A Bain in the ass, the Bain of our existence, etc.
Let us first dispense with the stupid puns. Then:
In the early years of our nation, a company like Mitt Romney's Bain Capital would not have been permitted to operate. The founders and early proponents of the republic firmly believed in government's role in watching over the "enterprise system to insure the usefulness of all economic activity." The role of government was to protect the citizens from both political and economic tyranny and "to aid and foster certain activities or kinds of business that strengthen a nation." (Johnson, E.A.J. (1973). The Foundations of American Economic Freedom: Government and Enterprise in the Age of Washington. )
Colonial and Federalist Americans were a litigious lot. Early diaries and news accounts are filled with instances of people taking other people to court for accused acts of negligence or taking advantage that affected their livelihood and families. Any act, including the charging of interest for loans, that put one person in a position of power and control over another person was regarded as anti-social and damaging to the community. Business success was a matter of supplying a value in terms of goods and services which contributed to the function and integrity of the community. Business which operated on any basis other than diligence and integrity was considered predatory or parasitic and was forbidden and subject to legal action.
The history of America is largely a history of how the industrial revolution and the era of robber barons changed the American ethic through bribery, force, and intimidation and took over the American government. Safeguards and measures were taken in the early 20th century by Theodore Roosevelt and the like to restrain monopolies and the extension of their power have eroded away. In the name of economic growth, politicians--including Democrats like Bill Clinton--have allowed a consolidation of industry that has resulted in global companies that have no interest in the communities in which they operate or the economic strength of the nation. Their only interest is in the profits they can derive by hook or crook.
The ultimate rule of American life is the business decision, which displaces the will of god as the imperative of American life. No matter how many people or how much of the environment is damaged by some business enterprise, the damage is justified if it results from a business decision. When individuals do some of the things that businesses do routinely, they are considered criminal acts and individuals get prosecuted and jailed for them.
The consolidation of the economy into the hands of a very few creates the one percent that the Occupy Movement talks about and protests. That one percent decides how and what the nation does. The 99 percent have no effective voice. America has long since given up being a democracy in every way except pretense. It is a corporate plutocracy run on tyrannical principles.

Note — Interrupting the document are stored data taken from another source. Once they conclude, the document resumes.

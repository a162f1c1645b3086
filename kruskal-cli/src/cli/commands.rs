//! Command implementations and argument parsing for the kruskal CLI.

use std::fmt;
use std::fs::File;
use std::io::{self, BufRead, BufReader, Write};
use std::path::{Path, PathBuf};
use std::str::FromStr;

use clap::{Args, Parser, Subcommand, ValueEnum};
use kruskal_core::{
    Edge, MinimumSpanningForest, MstError, Weight,
    generator::{GeneratorError, seeded_complete_graph},
    kruskal_mst_in_place,
};
use serde::Deserialize;
use serde::de::DeserializeOwned;
use thiserror::Error;
use tracing::{Span, field, info, instrument};

const DEFAULT_SEED: u64 = 42;
const DEFAULT_MIN_WEIGHT: i64 = 1;
const DEFAULT_MAX_WEIGHT: i64 = 100;

/// Top-level CLI options parsed by [`clap`].
#[derive(Debug, Parser, Clone)]
#[command(
    name = "kruskal",
    about = "Compute minimum spanning trees with Kruskal's algorithm."
)]
pub struct Cli {
    /// Command to execute.
    #[command(subcommand)]
    pub command: Command,
}

/// Supported CLI commands.
#[derive(Debug, Subcommand, Clone)]
pub enum Command {
    /// Compute the minimum spanning forest of an edge list file.
    Solve(SolveCommand),
    /// Print a random complete graph as a text edge list.
    Generate(GenerateCommand),
}

/// Options accepted by the `solve` command.
#[derive(Debug, Args, Clone)]
pub struct SolveCommand {
    /// Path to the edge list.
    pub path: PathBuf,

    /// Vertex count; inferred from the input when omitted.
    #[arg(long, value_parser = clap::value_parser!(usize))]
    pub nodes: Option<usize>,

    /// Layout of the edge list file.
    #[arg(long, value_enum, default_value_t = InputFormat::Text)]
    pub format: InputFormat,

    /// Numeric type used for edge weights.
    #[arg(long, value_enum, default_value_t = WeightKind::Integer)]
    pub weights: WeightKind,
}

/// Options accepted by the `generate` command.
#[derive(Debug, Args, Clone)]
pub struct GenerateCommand {
    /// Number of vertices in the complete graph.
    #[arg(long, value_parser = clap::value_parser!(usize))]
    pub nodes: usize,

    /// Seed for the random weight generator.
    #[arg(long, default_value_t = DEFAULT_SEED)]
    pub seed: u64,

    /// Smallest weight that may be drawn.
    #[arg(long = "min-weight", default_value_t = DEFAULT_MIN_WEIGHT, allow_negative_numbers = true)]
    pub min_weight: i64,

    /// Largest weight that may be drawn.
    #[arg(long = "max-weight", default_value_t = DEFAULT_MAX_WEIGHT, allow_negative_numbers = true)]
    pub max_weight: i64,
}

/// Edge list file layouts understood by `solve`.
#[derive(Debug, Clone, Copy, PartialEq, Eq, ValueEnum)]
pub enum InputFormat {
    /// One `weight u v` triple per line, separated by whitespace or commas.
    Text,
    /// `{"node_count": N, "edges": [[w, u, v], ...]}` with `node_count`
    /// optional.
    Json,
}

/// Numeric weight types accepted by `solve`.
#[derive(Debug, Clone, Copy, PartialEq, Eq, ValueEnum)]
pub enum WeightKind {
    /// Signed 64-bit integers.
    Integer,
    /// 64-bit floats; NaN and infinities are rejected.
    Float,
}

/// Errors surfaced while executing CLI commands.
#[derive(Debug, Error)]
pub enum CliError {
    /// File I/O failed while reading an edge list.
    #[error("failed to read `{path}`: {source}")]
    Io {
        /// Path that triggered the failure.
        path: PathBuf,
        /// Underlying operating system error.
        #[source]
        source: io::Error,
    },
    /// A text edge list line could not be parsed.
    #[error("{path}:{line}: {message}")]
    Parse {
        /// Path of the edge list.
        path: PathBuf,
        /// One-based line number.
        line: usize,
        /// What was wrong with the line.
        message: String,
    },
    /// A JSON edge list could not be decoded.
    #[error("failed to decode `{path}`: {source}")]
    Json {
        /// Path of the edge list.
        path: PathBuf,
        /// Underlying decoder error.
        #[source]
        source: serde_json::Error,
    },
    /// The edge list was rejected by the MST engine.
    #[error(transparent)]
    Mst(#[from] MstError),
    /// Graph generation failed.
    #[error(transparent)]
    Generator(#[from] GeneratorError),
}

impl CliError {
    /// Returns the stable code of the underlying library error, if any.
    #[must_use]
    pub const fn code(&self) -> Option<&'static str> {
        match self {
            Self::Mst(err) => Some(err.code().as_str()),
            Self::Generator(err) => Some(err.code().as_str()),
            Self::Io { .. } | Self::Parse { .. } | Self::Json { .. } => None,
        }
    }
}

/// A generated complete graph ready to be printed.
#[derive(Debug, Clone, PartialEq, Eq)]
pub struct GeneratedGraph {
    /// Vertex count.
    pub node_count: usize,
    /// Seed the weights were drawn with.
    pub seed: u64,
    /// Edges in lexicographic endpoint order.
    pub edges: Vec<Edge<i64>>,
}

/// Summarises the outcome of executing a CLI command.
#[derive(Debug, Clone, PartialEq)]
pub enum ExecutionSummary {
    /// Forest computed from integer weights.
    IntegerForest(MinimumSpanningForest<i64>),
    /// Forest computed from float weights.
    FloatForest(MinimumSpanningForest<f64>),
    /// Output of `generate`.
    Graph(GeneratedGraph),
}

/// Executes the CLI command represented by `cli`.
///
/// # Errors
/// Returns [`CliError`] when reading, parsing or solving fails.
///
/// # Examples
/// ```
/// # use std::error::Error;
/// # use kruskal_cli::cli::{Cli, Command, ExecutionSummary, InputFormat, SolveCommand, WeightKind, run_cli};
/// # use tempfile::NamedTempFile;
/// #
/// # fn main() -> Result<(), Box<dyn Error>> {
/// let file = NamedTempFile::new()?;
/// std::fs::write(file.path(), "1 0 1\n2 1 2\n3 0 2\n")?;
/// let cli = Cli {
///     command: Command::Solve(SolveCommand {
///         path: file.path().to_path_buf(),
///         nodes: None,
///         format: InputFormat::Text,
///         weights: WeightKind::Integer,
///     }),
/// };
/// let ExecutionSummary::IntegerForest(forest) = run_cli(cli)? else {
///     unreachable!("integer weights were requested");
/// };
/// assert_eq!(forest.total_weight(), 3);
/// # Ok(())
/// # }
/// ```
#[instrument(name = "cli.run", err, skip(cli), fields(command = field::Empty))]
pub fn run_cli(cli: Cli) -> Result<ExecutionSummary, CliError> {
    match cli.command {
        Command::Solve(solve) => {
            Span::current().record("command", field::display("solve"));
            run_solve(solve)
        }
        Command::Generate(generate) => {
            Span::current().record("command", field::display("generate"));
            run_generate(&generate).map(ExecutionSummary::Graph)
        }
    }
}

#[instrument(
    name = "cli.solve",
    err,
    skip(command),
    fields(path = field::Empty, format = field::Empty, weights = field::Empty),
)]
pub(super) fn run_solve(command: SolveCommand) -> Result<ExecutionSummary, CliError> {
    let span = Span::current();
    span.record("path", field::display(command.path.display()));
    span.record("format", field::debug(command.format));
    span.record("weights", field::debug(command.weights));

    match command.weights {
        WeightKind::Integer => solve_with::<i64>(&command).map(ExecutionSummary::IntegerForest),
        WeightKind::Float => solve_with::<f64>(&command).map(ExecutionSummary::FloatForest),
    }
}

fn solve_with<W>(command: &SolveCommand) -> Result<MinimumSpanningForest<W>, CliError>
where
    W: Weight + fmt::Display + FromStr + DeserializeOwned,
    <W as FromStr>::Err: fmt::Display,
{
    let EdgeList {
        node_count,
        mut edges,
    } = load_edges::<W>(&command.path, command.format)?;
    let node_count = command
        .nodes
        .or(node_count)
        .unwrap_or_else(|| infer_node_count(&edges));

    let forest = kruskal_mst_in_place(node_count, &mut edges)?;
    info!(
        vertices = forest.node_count(),
        accepted = forest.edges().len(),
        components = forest.component_count(),
        total_weight = %forest.total_weight(),
        "solve completed"
    );
    Ok(forest)
}

#[instrument(
    name = "cli.generate",
    err,
    skip(command),
    fields(nodes = command.nodes, seed = command.seed),
)]
pub(super) fn run_generate(command: &GenerateCommand) -> Result<GeneratedGraph, CliError> {
    let edges = seeded_complete_graph(
        command.nodes,
        command.min_weight..=command.max_weight,
        command.seed,
    )?;
    info!(edges = edges.len(), "generate completed");
    Ok(GeneratedGraph {
        node_count: command.nodes,
        seed: command.seed,
        edges,
    })
}

/// Edges read from a file plus the vertex count it declared, if any.
#[derive(Debug)]
pub(super) struct EdgeList<W> {
    pub(super) node_count: Option<usize>,
    pub(super) edges: Vec<Edge<W>>,
}

#[derive(Deserialize)]
#[serde(deny_unknown_fields)]
struct EdgeListDocument<W> {
    #[serde(default)]
    node_count: Option<usize>,
    edges: Vec<(W, usize, usize)>,
}

#[instrument(name = "cli.load_edges", err, skip(format), fields(path = field::Empty))]
pub(super) fn load_edges<W>(path: &Path, format: InputFormat) -> Result<EdgeList<W>, CliError>
where
    W: FromStr + DeserializeOwned,
    <W as FromStr>::Err: fmt::Display,
{
    Span::current().record("path", field::display(path.display()));
    let file = File::open(path).map_err(|source| CliError::Io {
        path: path.to_path_buf(),
        source,
    })?;
    let reader = BufReader::new(file);

    match format {
        InputFormat::Text => Ok(EdgeList {
            node_count: None,
            edges: parse_text_edges(path, reader)?,
        }),
        InputFormat::Json => {
            let document: EdgeListDocument<W> =
                serde_json::from_reader(reader).map_err(|source| CliError::Json {
                    path: path.to_path_buf(),
                    source,
                })?;
            Ok(EdgeList {
                node_count: document.node_count,
                edges: document.edges.into_iter().map(Edge::from).collect(),
            })
        }
    }
}

/// Parses `weight u v` lines; blank lines and `#` comments are skipped.
pub(super) fn parse_text_edges<W>(path: &Path, reader: impl BufRead) -> Result<Vec<Edge<W>>, CliError>
where
    W: FromStr,
    <W as FromStr>::Err: fmt::Display,
{
    let mut edges = Vec::new();
    for (index, line) in reader.lines().enumerate() {
        let line = line.map_err(|source| CliError::Io {
            path: path.to_path_buf(),
            source,
        })?;
        let content = line.trim();
        if content.is_empty() || content.starts_with('#') {
            continue;
        }

        let parse_error = |message: String| CliError::Parse {
            path: path.to_path_buf(),
            line: index + 1,
            message,
        };
        let fields: Vec<&str> = content
            .split(|c: char| c.is_whitespace() || c == ',')
            .filter(|field| !field.is_empty())
            .collect();
        let [weight, source, target] = fields.as_slice() else {
            return Err(parse_error(format!(
                "expected `weight u v`, found {} fields",
                fields.len()
            )));
        };

        let weight = weight
            .parse::<W>()
            .map_err(|err| parse_error(format!("invalid weight `{weight}`: {err}")))?;
        let vertex = |raw: &str| {
            raw.parse::<usize>()
                .map_err(|err| parse_error(format!("invalid vertex `{raw}`: {err}")))
        };
        edges.push(Edge::new(weight, vertex(*source)?, vertex(*target)?));
    }
    Ok(edges)
}

/// One past the largest endpoint, or zero for an empty list.
pub(super) fn infer_node_count<W>(edges: &[Edge<W>]) -> usize {
    edges
        .iter()
        .map(|edge| edge.source().max(edge.target()))
        .max()
        .map_or(0, |largest| largest.saturating_add(1))
}

/// Renders `summary` to `writer`.
///
/// Forests print a header block followed by one `u\tv\tw` line per accepted
/// edge. Generated graphs print as a text edge list that `solve` reads back.
///
/// # Errors
/// Returns [`io::Error`] if writing to the supplied writer fails.
///
/// # Examples
/// ```
/// # use std::error::Error;
/// # use kruskal_cli::cli::{ExecutionSummary, render_summary};
/// # use kruskal_core::{Edge, kruskal_mst};
/// #
/// # fn main() -> Result<(), Box<dyn Error>> {
/// let forest = kruskal_mst(2, &[Edge::new(4_i64, 0, 1)])?;
/// let mut buffer = Vec::new();
/// render_summary(&ExecutionSummary::IntegerForest(forest), &mut buffer)?;
/// assert_eq!(
///     String::from_utf8(buffer)?,
///     "vertices: 2\nedges: 1\ncomponents: 1\nspanning tree: yes\ntotal weight: 4\n0\t1\t4\n",
/// );
/// # Ok(())
/// # }
/// ```
pub fn render_summary(summary: &ExecutionSummary, mut writer: impl Write) -> io::Result<()> {
    match summary {
        ExecutionSummary::IntegerForest(forest) => render_forest(forest, &mut writer),
        ExecutionSummary::FloatForest(forest) => render_forest(forest, &mut writer),
        ExecutionSummary::Graph(graph) => {
            writeln!(writer, "# vertices: {}", graph.node_count)?;
            writeln!(writer, "# seed: {}", graph.seed)?;
            for edge in &graph.edges {
                writeln!(writer, "{} {} {}", edge.weight(), edge.source(), edge.target())?;
            }
            Ok(())
        }
    }
}

fn render_forest<W: Weight + fmt::Display>(
    forest: &MinimumSpanningForest<W>,
    mut writer: impl Write,
) -> io::Result<()> {
    writeln!(writer, "vertices: {}", forest.node_count())?;
    writeln!(writer, "edges: {}", forest.edges().len())?;
    writeln!(writer, "components: {}", forest.component_count())?;
    let spanning = if forest.is_spanning_tree() { "yes" } else { "no" };
    writeln!(writer, "spanning tree: {spanning}")?;
    writeln!(writer, "total weight: {}", forest.total_weight())?;
    for edge in forest.edges() {
        writeln!(writer, "{}\t{}\t{}", edge.source(), edge.target(), edge.weight())?;
    }
    Ok(())
}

- The top 1 percent of Americans hold 23.5 percent of the wealth.
- The top 10 percent of Americans hold 83 percent of the wealth.
- The top 1 percent of Americans gather 10 percent of the income.
- The 10 percent of Americans gather 49 percent of the income.
- The bottom 90 percent of Americans share 27 percent of the nation's wealth.
- The bottom 90 percent of Americans divide 51 percent of the nation's income.
Bain Capital is an illustration of what business has become and what is regarded as shrewd business today. As a private equity company it dabbles in the entire range of manipulations: forced buyouts, consolidations, mergers, pillaging, and junking out. It feeds on companies and devises ways to make money out of them, often destroying them in the process. It's motives are not to contribute to and refine enterprises to strengthen the country, but to satisfy the greed for power and wealth that is its purpose in being.
When Bain Capital claims it has created jobs, it doesn't mention the companies it has raided and the jobs it has eliminated, or the effects its job elimination has had on people. Bain does not represent that extremely small segment of the business community which tries to grow its companies by competing with better products and better services at competitive prices. It depends upon the ruthless and cruel manipulation of those businesses it acquires and sees the sacrifice of people who the wealth and power of its company members as its mission and purpose. It is not the least interested in what strengthens communities and the nation. It merely serves those who aspire to be in that one percent.